Despite 2019’s record-setting tourism numbers, visitor spending in Hawai‘i had been decreasing. This led to an ongoing discussion about whether the state should focus on attracting high-spending visitors. Vieira, the hotel consultant, says illegally operated transient vacation rentals must be stopped, since people who stay in these accommodations (often in local neighborhoods) usually spend less per day and use more natural resources than visitors at hotels.
Daniel Logtenberg, treasurer for the Sustainable Tourism Association of Hawai‘i, questions if the state wants to be a destination “where only the super rich can have a vacation.” The nonprofit, funded by the Hawai‘i Tourism Authority, certifies and promotes tour groups with established environmental and cultural practices. He says tourists who go on these tours are educated about the Hawaiian Islands and never go “off-the-beaten path” into prohibited or environmentally fragile areas. (HTA and the Hawai‘i Visitors and Convention Bureau declined to be interviewed.)
“How do you do tourism right? You have properly trained guides, who have an option to make it a professional career,” Logtenberg says. He adds that people who see tourism as an avenue for a career are more committed to their work—and that it’s important they’re paid a living wage.

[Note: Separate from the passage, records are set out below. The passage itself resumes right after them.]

//! Review cache keyed by review id.

use super::base::{CacheCore, SyncStatus};
use super::restaurant::RestaurantCache;
use super::{on_constraint, CacheDeps};
use crate::change_feed::{ChangeKind, EntityKind};
use crate::concurrency::{LockRank, TaskHandle};
use crate::consistency::{mean_rating, RatingSync};
use crate::error::{CoreError, CoreResult};
use bistro_store::{Rating, RestaurantId, Review, ReviewId};
use std::sync::Arc;

/// Write-through cache of reviews.
///
/// Reviews reference their restaurant by id only; the restaurant name is
/// resolved through the [`RestaurantCache`] when needed. Every mutation
/// that completes is followed by a rating recompute for the owning
/// restaurant, after the review lock has been released.
pub struct ReviewCache {
    core: CacheCore<ReviewId, Review>,
    restaurants: Arc<RestaurantCache>,
    ratings: Arc<RatingSync>,
}

impl ReviewCache {
    /// Creates an empty cache.
    pub fn new(
        deps: CacheDeps,
        restaurants: Arc<RestaurantCache>,
        ratings: Arc<RatingSync>,
    ) -> Self {
        Self {
            core: CacheCore::new(EntityKind::Review, LockRank::Review, deps),
            restaurants,
            ratings,
        }
    }

    pub(crate) fn core(&self) -> &CacheCore<ReviewId, Review> {
        &self.core
    }

    fn resolve(&self, restaurant: &str) -> CoreResult<RestaurantId> {
        self.restaurants
            .id_of(restaurant)
            .ok_or_else(|| CoreError::not_found(EntityKind::Restaurant, restaurant))
    }

    /// Recomputes the owner's rating. Failures are logged and sent to the
    /// error sink; the review mutation itself has already committed.
    fn after_mutation(&self, restaurant: RestaurantId) {
        if let Err(e) = self.ratings.recompute(self, restaurant) {
            tracing::warn!(%restaurant, error = %e, "rating recompute failed");
            self.core
                .deps
                .executors
                .errors()
                .report("rating recompute", format!("restaurant {restaurant}: {e}"));
        }
    }

    /// Adds a review for the restaurant called `restaurant`.
    ///
    /// Fails with [`CoreError::NotFound`] if the restaurant does not exist.
    pub fn add(&self, restaurant: &str, rating: Rating, comment: &str) -> CoreResult<Review> {
        let restaurant_id = self.resolve(restaurant)?;
        let mut review = Review::new(restaurant_id, rating, comment);

        let mut map = self.core.write();
        let id = self
            .core
            .in_transaction(|tx| tx.insert_review(&review))
            .map_err(|e| {
                on_constraint(e, || CoreError::not_found(EntityKind::Restaurant, restaurant))
            })?;
        review.assign_id(id);
        map.insert(id, review.clone());
        drop(map);

        tracing::info!(%restaurant, review = %id, rating = %rating, "review added");
        self.core.emit(ChangeKind::Insert, id.to_string());
        self.after_mutation(restaurant_id);
        Ok(review)
    }

    /// Edits the rating and/or comment of a review.
    pub fn update(
        &self,
        id: ReviewId,
        rating: Option<Rating>,
        comment: Option<&str>,
    ) -> CoreResult<Review> {
        let mut map = self.core.write();
        let mut review = self
            .core
            .query(|s| s.review_by_id(id))?
            .ok_or_else(|| CoreError::not_found(EntityKind::Review, id))?;

        if !review.edit(rating, comment) {
            return Ok(review);
        }
        self.core.in_transaction(|tx| tx.update_review(&review))?;
        map.insert(id, review.clone());
        drop(map);

        tracing::info!(review = %id, "review updated");
        self.core.emit(ChangeKind::Update { previous_key: None }, id.to_string());
        self.after_mutation(review.restaurant_id());
        Ok(review)
    }

    /// Deletes a review.
    pub fn delete(&self, id: ReviewId) -> CoreResult<()> {
        let mut map = self.core.write();
        let restaurant_id = map
            .get(&id)
            .ok_or_else(|| CoreError::not_found(EntityKind::Review, id))?
            .restaurant_id();

        let existed = self.core.in_transaction(|tx| tx.delete_review(id))?;
        if !existed {
            tracing::warn!(review = %id, "review row was already gone from the store");
        }
        map.remove(&id);
        drop(map);

        tracing::info!(review = %id, "review deleted");
        self.core.emit(ChangeKind::Delete, id.to_string());
        self.after_mutation(restaurant_id);
        Ok(())
    }

    /// Looks up a review by id.
    pub fn get(&self, id: ReviewId) -> Option<Review> {
        self.core.map().with_read(|m| m.get(&id).cloned())
    }

    /// Snapshot of all reviews, ordered by id.
    pub fn list(&self) -> Vec<Review> {
        self.core.values()
    }

    /// Number of cached reviews.
    pub fn len(&self) -> usize {
        self.core.len()
    }

    /// Returns true if no reviews are cached.
    pub fn is_empty(&self) -> bool {
        self.len() == 0
    }

    /// Reviews of the restaurant called `name`. Empty if it is unknown.
    pub fn for_restaurant(&self, name: &str) -> Vec<Review> {
        match self.restaurants.id_of(name) {
            Some(id) => self.for_restaurant_id(id),
            None => Vec::new(),
        }
    }

    /// Reviews of the restaurant with `id`.
    pub fn for_restaurant_id(&self, id: RestaurantId) -> Vec<Review> {
        self.core.map().with_read(|m| {
            m.values()
                .filter(|r| r.restaurant_id() == id)
                .cloned()
                .collect()
        })
    }

    /// Mean rating of the restaurant's reviews, `0.0` if it has none.
    pub fn average_rating(&self, name: &str) -> CoreResult<f64> {
        let id = self.resolve(name)?;
        Ok(mean_rating(
            self.for_restaurant_id(id).iter().map(Review::rating),
        ))
    }

    /// Display name of the review's restaurant.
    pub fn restaurant_name(&self, review: &Review) -> Option<String> {
        self.restaurants
            .find_by_id(review.restaurant_id())
            .map(|r| r.name().to_string())
    }

    /// Replaces the map with the store's current rows.
    pub fn reload(&self) -> CoreResult<usize> {
        self.core.reload(|s| {
            Ok(s.reviews()?
                .into_iter()
                .filter_map(|r| r.id().map(|id| (id, r)))
                .collect())
        })
    }

    /// Runs [`reload`](Self::reload) on the general pool.
    pub fn reload_async(self: &Arc<Self>) -> CoreResult<TaskHandle<usize>> {
        let this = Arc::clone(self);
        self.core
            .deps
            .executors
            .general()
            .spawn("reload reviews", move || this.reload())
    }

    /// Outcome of the last reload.
    pub fn sync_status(&self) -> SyncStatus {
        self.core.status()
    }
}

impl std::fmt::Debug for ReviewCache {
    fn fmt(&self, f: &mut std::fmt::Formatter<'_>) -> std::fmt::Result {
        f.debug_struct("ReviewCache")
            .field("len", &self.len())
            .field("status", &self.sync_status())
            .finish()
    }
}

WAIKĪKĪ DURING THE SHUTDOWN.
photo: Aaron K. Yoshino
Tour groups keep people from prohibited areas and, because they use shuttles, they don’t add to the number of cars on the road—a huge problem in Hawai‘i, which has some of the worst traffic in the U.S. “Raise the cost of rental cars,” says Logtenberg, to discourage some tourists from renting them.
Another idea to limit the number of cars on the road, suggests Vieira, is for tourists to pay a toll when they drive to popular destinations or during high-traffic times, like on the weekends. The additional revenue could be put into repairing roads. “If a visitor wants to drive out to the North Shore [of O‘ahu], there’s a $15 charge,” he says. “I think visitors are willing to pay to enjoy the resources.”
As Hawai‘i works to limit the number of visitors at the most overrun destinations, the state will also have to finally diversify the economy. Last year, tourism accounted for a quarter of it. If that were reduced, the devastating impacts of any new pandemic or natural disaster would not be as painful.